### Task
Reproduce exactly the lines of the material beneath, from the line that contains "on multi-byte characters." to the line that contains "not a terminal.", both included, and no other lines.

------------------------

// Output formatting: terminal display, the results table, and charts.

pub mod charts;
pub mod table;
pub mod terminal;

use indicatif::{ProgressBar, ProgressStyle};

/// Truncate a string to at most `max_chars` characters, appending "..." if truncated.
///
/// Unlike byte slicing (`&text[..120]`), this respects UTF-8 character boundaries
/// and will never panic on multi-byte characters.
pub fn truncate_chars(text: &str, max_chars: usize) -> String {
    let char_count = text.chars().count();
    if char_count <= max_chars {
        text.to_string()
    } else {
        let truncated: String = text.chars().take(max_chars).collect();
        format!("{truncated}...")
    }
}

/// A bar for long training loops. Hidden automatically when stderr is not a terminal.
pub fn progress_bar(len: u64, label: &str) -> ProgressBar {
    let pb = ProgressBar::new(len);
    let template = format!("  {label} [{{bar:30}}] {{pos}}/{{len}} ({{eta}})");
    pb.set_style(
        ProgressStyle::default_bar()
            .template(&template)
            .unwrap_or_else(|_| ProgressStyle::default_bar()),
    );
    pb
}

------------------------

### Answer to this problem
/// and will never panic on multi-byte characters.
pub fn truncate_chars(text: &str, max_chars: usize) -> String {
    let char_count = text.chars().count();
    if char_count <= max_chars {
        text.to_string()
    } else {
        let truncated: String = text.chars().take(max_chars).collect();
        format!("{truncated}...")
    }
}

/// A bar for long training loops. Hidden automatically when stderr is not a terminal.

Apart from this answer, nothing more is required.